The Portal of 2020
Welcome to 2021. You made it.
I’ve spent the last few days marinating in the experience of 2020. We were all anxious to see this year go and to step through some magic portal to 2021 where everything is, well, better.
Google defines a portal as “a doorway, gate, or other entrance, especially a large and imposing one.”
The large and imposing nature of 2020 was the portal. But to where? A land where everything is better? What does that even mean?
Practically speaking, I suppose it means that the pandemic would be over and we can continue to live our lives the way we were.
But should we? Can we? I don’t think so. I can’t. We are all changed and that is a good thing.
2020 was the year of awakening through loss and suffering.
As of today, 1.8 million people worldwide have died of the Coronavirus. In our city, more than 25,000. Black, Indigenous, and Latinx Americans have all had a COVID-19 death rate of more than 2.7 times that white Americans. (source)
I read a few weeks ago that every day 800 small businesses in the US close due to COVID. Almost every yoga studio I know of in NYC had to close their physical locations permanently. Many restaurants are hanging on by a thread. Our government is not equipped to handle taking care of its people. Systemic racism is in our DNA as Americans. The media and social media companies in this world are creating narratives that we are consuming as truths.
Suffering is a swift teacher, so let us learn well. Let us wake up to a new way of living that includes truly taking care of ourselves and each other.
I love the lotus flower as a metaphor for awakening. The lotus is considered a pure and perfect flower. But it rises from muddy and murky waters. This is us. We are rising from the trauma, pain, and suffering of 2020 to create a new world. And we are doing so with the wisdom of our collective experiences.

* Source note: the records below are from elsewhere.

//! # Layer Trait
//!
//! Tower-style wrapping of [`Driver`]s.
//!
//! ## How It Works
//!
//! ```text
//! Driver ──▶ Layer::layer() ──▶ Wrapped Driver
//! ```
//!
//! Every backend instance is wrapped in a [`SchemeAdapter`] before it reaches
//! a [`FileSystem`](crate::FileSystem). The full adapter chain for one call is:
//!
//! ```text
//! PathLike ─▶ string ─▶ strip scheme ─▶ driver ─▶ re-attach scheme ─▶ typed Path
//!  (FileSystem)         (SchemeAdapter)          (SchemeAdapter)      (FileSystem)
//! ```
//!
//! Typing must come after re-attachment: a path typed from a schemeless
//! string would carry the wrong scheme.
//!
//! ## Example
//!
//! ```rust
//! use schemefs::{Driver, Layer, LayerExt, SchemeLayer};
//! use schemefs::backends::memory::{MemoryDriver, MemoryStore};
//!
//! let driver = MemoryDriver::with_store(MemoryStore::new())
//!     .layer(SchemeLayer::new("memory"));
//! driver.touch("memory://demo/a.txt").unwrap();
//! assert_eq!(driver.ls("memory://demo").unwrap(), vec!["memory://demo/a.txt"]);
//! ```

use std::path::Path as StdPath;

use crate::scheme::{prepend_scheme, strip_scheme};
use crate::{BackendKind, Driver, FileHandle, FileInfo, FsError, OpenMode};

/// A layer that wraps a driver to add behavior.
///
/// `layer(self, driver)` consumes both the layer and the driver.
pub trait Layer<D> {
    /// The resulting driver type.
    type Driver;

    /// Wrap the given driver.
    fn layer(self, driver: D) -> Self::Driver;
}

/// Fluent `.layer()` on any driver.
pub trait LayerExt: Driver + Sized {
    /// Apply a layer to this driver.
    fn layer<L: Layer<Self>>(self, layer: L) -> L::Driver {
        layer.layer(self)
    }
}

impl<D: Driver> LayerExt for D {}

/// Configures scheme stripping and re-attachment around a driver.
#[derive(Debug, Clone)]
pub struct SchemeLayer {
    scheme: String,
    strip: bool,
    reattach: bool,
}

impl SchemeLayer {
    /// Strip `scheme://` from inputs and re-attach it to outputs.
    pub fn new(scheme: impl Into<String>) -> Self {
        Self {
            scheme: scheme.into(),
            strip: true,
            reattach: true,
        }
    }

    /// The adapter behavior a backend kind needs.
    ///
    /// Inputs are stripped when the kind rejects scheme-qualified paths.
    /// Outputs of remote kinds are always re-attached, since vendor
    /// listings come back without a scheme; local outputs never are.
    pub fn for_kind(kind: &BackendKind, scheme: &str) -> Self {
        Self {
            scheme: scheme.to_string(),
            strip: !kind.supports_scheme(),
            reattach: kind.is_remote(),
        }
    }

    /// Set whether inputs are stripped.
    pub fn strip(mut self, strip: bool) -> Self {
        self.strip = strip;
        self
    }

    /// Set whether outputs are re-attached.
    pub fn reattach(mut self, reattach: bool) -> Self {
        self.reattach = reattach;
        self
    }
}

impl<D: Driver> Layer<D> for SchemeLayer {
    type Driver = SchemeAdapter<D>;

    fn layer(self, driver: D) -> Self::Driver {
        SchemeAdapter {
            inner: driver,
            scheme: self.scheme,
            strip: self.strip,
            reattach: self.reattach,
        }
    }
}

/// Driver wrapper produced by [`SchemeLayer`].
pub struct SchemeAdapter<D> {
    inner: D,
    scheme: String,
    strip: bool,
    reattach: bool,
}

impl<D> SchemeAdapter<D> {
    /// The wrapped driver.
    pub fn inner(&self) -> &D {
        &self.inner
    }

    fn input<'a>(&self, operation: &'static str, path: &'a str) -> &'a str {
        let path = if self.strip { strip_scheme(path) } else { path };
        tracing::trace!(scheme = %self.scheme, operation, path, "driver call");
        path
    }

    fn output(&self, path: String) -> String {
        if self.reattach {
            prepend_scheme(&self.scheme, &path)
        } else {
            path
        }
    }

    fn outputs(&self, paths: Vec<String>) -> Vec<String> {
        paths.into_iter().map(|p| self.output(p)).collect()
    }
}

impl<D: Driver> Driver for SchemeAdapter<D> {
    fn open(&self, path: &str, mode: OpenMode) -> Result<FileHandle, FsError> {
        self.inner.open(self.input("open", path), mode)
    }

    fn exists(&self, path: &str) -> Result<bool, FsError> {
        self.inner.exists(self.input("exists", path))
    }

    fn ls(&self, path: &str) -> Result<Vec<String>, FsError> {
        self.inner.ls(self.input("ls", path)).map(|v| self.outputs(v))
    }

    fn remove(&self, path: &str, recursive: bool) -> Result<(), FsError> {
        self.inner.remove(self.input("remove", path), recursive)
    }

    fn copy(&self, from: &str, to: &str) -> Result<(), FsError> {
        self.inner
            .copy(self.input("copy", from), self.input("copy", to))
    }

    fn mv(&self, from: &str, to: &str) -> Result<(), FsError> {
        self.inner.mv(self.input("mv", from), self.input("mv", to))
    }

    fn makedirs(&self, path: &str, exist_ok: bool) -> Result<(), FsError> {
        self.inner.makedirs(self.input("makedirs", path), exist_ok)
    }

    fn rmdir(&self, path: &str) -> Result<(), FsError> {
        self.inner.rmdir(self.input("rmdir", path))
    }

    fn info(&self, path: &str) -> Result<FileInfo, FsError> {
        self.inner.info(self.input("info", path))
    }

    fn walk(&self, path: &str) -> Result<Vec<String>, FsError> {
        self.inner.walk(self.input("walk", path)).map(|v| self.outputs(v))
    }

    fn glob(&self, pattern: &str) -> Result<Vec<String>, FsError> {
        self.inner
            .glob(self.input("glob", pattern))
            .map(|v| self.outputs(v))
    }

    fn touch(&self, path: &str) -> Result<(), FsError> {
        self.inner.touch(self.input("touch", path))
    }

    fn put(&self, local: &StdPath, remote: &str) -> Result<(), FsError> {
        self.inner.put(local, self.input("put", remote))
    }

    fn get(&self, remote: &str, local: &StdPath) -> Result<(), FsError> {
        self.inner.get(self.input("get", remote), local)
    }
}
//! The fixed capability set every backend implements.

use std::io::{Read, Write};
use std::path::Path as StdPath;

use crate::{FileHandle, FileInfo, FsError, OpenMode};

/// Storage operations of one backend, on plain string paths.
///
/// Every backend implements the same set of methods; backends differ only in
/// how they carry them out. Vendor naming differences (`rm` vs `remove`,
/// `cp` vs `copy`) are settled once, when the driver is written, not per
/// call.
///
/// Paths returned by a driver are plain strings. Remote drivers return them
/// bucket-qualified and without a scheme; the adapter layer re-attaches the
/// scheme and types the result.
///
/// # Thread Safety
///
/// All methods take `&self`. Drivers keep no per-call mutable state, so one
/// instance can serve concurrent callers.
///
/// # Object Safety
///
/// This trait is object-safe and can be used as `dyn Driver`.
pub trait Driver: Send + Sync {
    /// Open a file.
    ///
    /// Write handles may buffer; the data is committed on `flush` or drop.
    ///
    /// # Errors
    ///
    /// - [`FsError::NotFound`] (or an `Io` error of kind `NotFound`) when
    ///   reading a missing file
    fn open(&self, path: &str, mode: OpenMode) -> Result<FileHandle, FsError>;

    /// Check if a path exists, as a file or a directory.
    fn exists(&self, path: &str) -> Result<bool, FsError>;

    /// List the immediate children of a directory, sorted.
    ///
    /// A missing directory yields an empty list. Listing a file yields the
    /// file itself.
    fn ls(&self, path: &str) -> Result<Vec<String>, FsError>;

    /// Remove a file or directory.
    ///
    /// With `recursive`, everything under `path` goes too. Without it, a
    /// directory with children is an error and an empty directory is removed.
    fn remove(&self, path: &str, recursive: bool) -> Result<(), FsError>;

    /// Copy a file (or, on object stores, every object under a prefix).
    fn copy(&self, from: &str, to: &str) -> Result<(), FsError>;

    /// Move a file or directory.
    fn mv(&self, from: &str, to: &str) -> Result<(), FsError>;

    /// Create a directory and its missing parents.
    ///
    /// # Errors
    ///
    /// - an "already exists" error when the directory exists and
    ///   `exist_ok` is false
    /// - [`FsError::Unsupported`] on backends that reject directory
    ///   operations
    fn makedirs(&self, path: &str, exist_ok: bool) -> Result<(), FsError>;

    /// Remove an empty directory.
    fn rmdir(&self, path: &str) -> Result<(), FsError>;

    /// Size, kind and modification time of a path.
    fn info(&self, path: &str) -> Result<FileInfo, FsError>;

    /// Every file below `path`, recursively, sorted. Directories are not
    /// listed.
    fn walk(&self, path: &str) -> Result<Vec<String>, FsError>;

    /// Paths matching a shell-style pattern (`*`, `**`, `?`, `[...]`).
    fn glob(&self, pattern: &str) -> Result<Vec<String>, FsError>;

    /// Create an empty file if `path` does not exist.
    fn touch(&self, path: &str) -> Result<(), FsError> {
        if self.exists(path)? {
            return Ok(());
        }
        let mut handle = self.open(path, OpenMode::Write)?;
        handle
            .flush()
            .map_err(|e| FsError::io("touch", path, e))
    }

    /// Upload a local file to `remote`.
    fn put(&self, local: &StdPath, remote: &str) -> Result<(), FsError> {
        let mut src =
            std::fs::File::open(local).map_err(|e| FsError::io("put", local, e))?;
        let mut dst = self.open(remote, OpenMode::Write)?;
        std::io::copy(&mut src, &mut dst).map_err(|e| FsError::io("put", local, e))?;
        dst.flush().map_err(|e| FsError::io("put", remote, e))
    }

    /// Download `remote` into a local file, creating its parent directories.
    fn get(&self, remote: &str, local: &StdPath) -> Result<(), FsError> {
        let mut src = self.open(remote, OpenMode::Read)?;
        if let Some(parent) = local.parent().filter(|p| !p.as_os_str().is_empty()) {
            std::fs::create_dir_all(parent).map_err(|e| FsError::io("get", parent, e))?;
        }
        let mut dst =
            std::fs::File::create(local).map_err(|e| FsError::io("get", local, e))?;
        let mut buf = Vec::new();
        src.read_to_end(&mut buf)
            .map_err(|e| FsError::io("get", remote, e))?;
        dst.write_all(&buf).map_err(|e| FsError::io("get", local, e))
    }
}

impl<D: Driver + ?Sized> Driver for Box<D> {
    fn open(&self, path: &str, mode: OpenMode) -> Result<FileHandle, FsError> {
        (**self).open(path, mode)
    }
    fn exists(&self, path: &str) -> Result<bool, FsError> {
        (**self).exists(path)
    }
    fn ls(&self, path: &str) -> Result<Vec<String>, FsError> {
        (**self).ls(path)
    }
    fn remove(&self, path: &str, recursive: bool) -> Result<(), FsError> {
        (**self).remove(path, recursive)
    }
    fn copy(&self, from: &str, to: &str) -> Result<(), FsError> {
        (**self).copy(from, to)
    }
    fn mv(&self, from: &str, to: &str) -> Result<(), FsError> {
        (**self).mv(from, to)
    }
    fn makedirs(&self, path: &str, exist_ok: bool) -> Result<(), FsError> {
        (**self).makedirs(path, exist_ok)
    }
    fn rmdir(&self, path: &str) -> Result<(), FsError> {
        (**self).rmdir(path)
    }
    fn info(&self, path: &str) -> Result<FileInfo, FsError> {
        (**self).info(path)
    }
    fn walk(&self, path: &str) -> Result<Vec<String>, FsError> {
        (**self).walk(path)
    }
    fn glob(&self, pattern: &str) -> Result<Vec<String>, FsError> {
        (**self).glob(pattern)
    }
    fn touch(&self, path: &str) -> Result<(), FsError> {
        (**self).touch(path)
    }
    fn put(&self, local: &StdPath, remote: &str) -> Result<(), FsError> {
        (**self).put(local, remote)
    }
    fn get(&self, remote: &str, local: &StdPath) -> Result<(), FsError> {
        (**self).get(remote, local)
    }
}

#[cfg(test)]
mod tests {
    use super::*;

    #[test]
    fn driver_is_object_safe() {
        fn _check(_: &dyn Driver) {}
    }

    #[test]
    fn boxed_driver_is_a_driver() {
        fn _takes<D: Driver>(_: &D) {}
        fn _check(d: &Box<dyn Driver>) {
            _takes(d);
        }
    }
}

Historically, the new year is a time we invoke resolutions, create new habits, and drop others.
I invite you to consider a new practice, not a resolution but a new practice.
I find self-inquiry to be a powerful doorway to my own growth. I sometimes journal the answers, sometimes I just contemplate them. This is one way that I am using my experiences of 2020 to further awaken and create change within me and around me. I share these with you in case they are useful in some way.
Questions to contemplate:
What do I need? How can I nourish myself today?
How can I support someone who needs support?
How can I use my privilege as white person to uplift a person of color? How can I unravel systems of racism in my own world?
What am I not seeing?
Where can I be more compassionate? Where can I be more empathic? More patient?
Where can I judge less and offer grace more?
How can I serve? What can I teach? How can my experiences and lessons help others?
Where can I surrender more? Where can I accept more? Where can I forgive more?
Change really does begin with us. We have all experienced so much change this year; now let's use it. Let's use our experiences for the good of all beings. We all have something magical to offer this world. Let the practice of self-inquiry and self-nourishing allow that magic to rise up within you and serve the world around you.
You are all magical beings and I love you so.